▽

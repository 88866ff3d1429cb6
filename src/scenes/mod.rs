//! The three decorative scenes on the page.

mod exploded;
mod globe;
mod mesh;
mod orbital;

pub use exploded::{
    explosion_factor, label_index, Component, ExplodedScene, EXPLOSION_AMPLITUDE, SETTLE_POINT,
    STAGE_LABELS, TILT_SMOOTHING,
};
pub use globe::{pick, GlobeScene, Hotspot, HotspotMotion, GLOBE_RADIUS, HOTSPOT_RADIUS};
pub use orbital::{OrbitalScene, LIGHT_SMOOTHING};

use glam::Vec3;

/// Near-black page background.
pub(crate) const VOID: [f32; 4] = [0.0, 0.0, 0.0, 1.0];
/// Cherenkov blue, the brand accent.
pub(crate) const CHERENKOV: [f32; 4] = [0.0, 0.94, 1.0, 1.0];
pub(crate) const ALERT: [f32; 4] = [1.0, 0.165, 0.165, 1.0];

pub(crate) fn with_alpha(color: [f32; 4], alpha: f32) -> [f32; 4] {
    [color[0], color[1], color[2], alpha]
}

/// One step of exponential smoothing: move `factor` of the remaining distance.
pub fn ease_toward(current: Vec3, target: Vec3, factor: f32) -> Vec3 {
    current + (target - current) * factor
}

△

* [ACTION ITEM]: Scan the material above for the string "color". Return each line where it occurs.

* [RESULT]:
pub(crate) fn with_alpha(color: [f32; 4], alpha: f32) -> [f32; 4] {
    [color[0], color[1], color[2], alpha]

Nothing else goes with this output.